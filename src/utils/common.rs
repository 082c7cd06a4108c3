use std::time::SystemTime;

pub fn now_secs() -> u64 {
    SystemTime::now()
        .duration_since(SystemTime::UNIX_EPOCH)
        .map(|d| d.as_secs())
        .unwrap_or(0)
}
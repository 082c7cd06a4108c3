pub mod logging;
pub mod perf;
pub mod signal;
pub mod store;
pub mod utils;
pub mod workload;

pub use store::{Store, StoreError};

#[derive(Copy, Clone, PartialEq, Eq, Debug)]
pub enum CompactionStyle {
    Level,
    Universal,
    Fifo,
}

impl std::str::FromStr for CompactionStyle {
    type Err = String;

    fn from_str(s: &str) -> Result<Self, Self::Err> {
        match s {
            "level" => Ok(Self::Level),
            "universal" => Ok(Self::Universal),
            "fifo" => Ok(Self::Fifo),
            other => Err(format!(
                "unknown compaction style {:?}, expected level, universal or fifo",
                other
            )),
        }
    }
}

#[derive(Clone)]
pub struct StoreOptions {
    pub create_if_missing: bool,
    pub write_buffer_size: usize,
    pub max_write_buffer_number: i32,
    pub level0_file_num_compaction_trigger: i32,
    pub compaction_style: CompactionStyle,
    pub enable_statistics: bool,
}

impl Default for StoreOptions {
    fn default() -> Self {
        Self {
            create_if_missing: false,
            write_buffer_size: 64 * 1024 * 1024,
            max_write_buffer_number: 2,
            level0_file_num_compaction_trigger: 4,
            compaction_style: CompactionStyle::Level,
            enable_statistics: false,
        }
    }
}

#[derive(Default, Copy, Clone)]
pub struct WriteOptions {
    pub sync: bool,
    pub disable_wal: bool,
}

#[cfg(test)]
mod tests {
    use super::CompactionStyle;

    #[test]
    fn test_compaction_style_from_str() {
        assert_eq!("level".parse(), Ok(CompactionStyle::Level));
        assert_eq!("universal".parse(), Ok(CompactionStyle::Universal));
        assert_eq!("fifo".parse(), Ok(CompactionStyle::Fifo));
        assert!("Level".parse::<CompactionStyle>().is_err());
    }
}
use rocks_bench::{store, Store, StoreOptions, WriteOptions};
use tempfile::tempdir;

#[test]
fn test_store_write_and_read() {
    let tmp_dir = tempdir().unwrap();
    let db_path = tmp_dir.path().join("db");

    let mut options = StoreOptions::default();
    options.create_if_missing = true;
    options.enable_statistics = true;
    options.write_buffer_size = 64 * 1024;
    options.level0_file_num_compaction_trigger = 2;

    let store = Store::open(&db_path, options).unwrap();
    let data = [
        ("lang009", "Ruby"),
        ("lang002", "Rust"),
        ("lang001", "C++"),
        ("lang003", "Golang"),
        ("lang004", "Python"),
        ("lang005", "Typescript"),
        ("lang007", "Clojure"),
        ("lang008", "Scala"),
        ("lang006", "Kotlin"),
        ("db02", "Mysql"),
        ("db01", "Oracle"),
        ("db04", "Redis"),
        ("db03", "Sybase"),
        ("db05", "TiDB"),
        ("db05", "MongoDB"),
    ];

    for (key, value) in data {
        store.put(WriteOptions::default(), key, value).unwrap();
    }
    store.delete(WriteOptions::default(), "db01").unwrap();
    store.delete(WriteOptions::default(), "lang005").unwrap();

    assert!(store.get("lang005").unwrap().is_none());
    assert!(store.get("db01").unwrap().is_none());
    assert!(store.get("network").unwrap().is_none());
    assert_eq!(store.get("db05").unwrap().unwrap(), "MongoDB".as_bytes());
    assert_eq!(store.get("lang002").unwrap().unwrap(), "Rust".as_bytes());

    // Same answers once the pairs have moved out of the memtable.
    store.flush().unwrap();
    assert!(store.get("lang005").unwrap().is_none());
    assert_eq!(store.get("db05").unwrap().unwrap(), "MongoDB".as_bytes());
    assert_eq!(store.get("lang006").unwrap().unwrap(), "Kotlin".as_bytes());

    store.compact_all(false);
    assert!(store.get("db01").unwrap().is_none());
    assert_eq!(store.get("lang002").unwrap().unwrap(), "Rust".as_bytes());

    for level in 0..store::NUM_LEVELS {
        let count = store.files_at_level(level).unwrap();
        assert!(count.is_some(), "no file count reported for level {}", level);
    }

    assert!(store.statistics().is_some());
}

#[test]
fn test_statistics_absent_when_disabled() {
    let tmp_dir = tempdir().unwrap();
    let db_path = tmp_dir.path().join("db");

    let mut options = StoreOptions::default();
    options.create_if_missing = true;

    let store = Store::open(&db_path, options).unwrap();
    store.put(WriteOptions::default(), "k", "v").unwrap();
    assert!(store.statistics().is_none());
}

#[test]
fn test_open_fails_without_create_if_missing() {
    let tmp_dir = tempdir().unwrap();
    let db_path = tmp_dir.path().join("absent");

    let result = Store::open(&db_path, StoreOptions::default());
    assert!(result.is_err());
}
use std::sync::atomic::{AtomicBool, Ordering};
use std::sync::Arc;
use std::time::Duration;

use crossbeam_channel::{bounded, Receiver, Sender};

// Stop flag shared between the Ctrl-C handler thread and the main loop.
// The channel lets a sleeping loop wake as soon as the trigger fires
// instead of finishing the pause first.
pub struct Interrupt {
    raised: Arc<AtomicBool>,
    receiver: Receiver<()>,
}

#[derive(Clone)]
pub struct Trigger {
    raised: Arc<AtomicBool>,
    sender: Sender<()>,
}

impl Trigger {
    pub fn fire(&self) {
        self.raised.store(true, Ordering::SeqCst);
        let _ = self.sender.try_send(());
    }
}

impl Interrupt {
    pub fn new() -> (Self, Trigger) {
        let raised = Arc::new(AtomicBool::new(false));
        let (sender, receiver) = bounded(1);
        (
            Self {
                raised: raised.clone(),
                receiver,
            },
            Trigger { raised, sender },
        )
    }

    pub fn install() -> Result<Self, ctrlc::Error> {
        let (interrupt, trigger) = Self::new();
        ctrlc::set_handler(move || {
            log::info!("interrupt received, stopping after this iteration");
            trigger.fire();
        })?;
        Ok(interrupt)
    }

    pub fn is_raised(&self) -> bool {
        self.raised.load(Ordering::SeqCst)
    }

    // Returns true when the pause was cut short by the trigger.
    pub fn sleep(&self, timeout: Duration) -> bool {
        if self.is_raised() {
            return true;
        }
        self.receiver.recv_timeout(timeout).is_ok()
    }
}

*****

## REQUIREMENT:
Go to the line holding "trigger.fire();" in the entries above and return it, along with every line after it, exactly as written.

## SOLUTION TO THIS EXERCISE:
            trigger.fire();
        })?;
        Ok(interrupt)
    }

    pub fn is_raised(&self) -> bool {
        self.raised.load(Ordering::SeqCst)
    }

    // Returns true when the pause was cut short by the trigger.
    pub fn sleep(&self, timeout: Duration) -> bool {
        if self.is_raised() {
            return true;
        }
        self.receiver.recv_timeout(timeout).is_ok()
    }
}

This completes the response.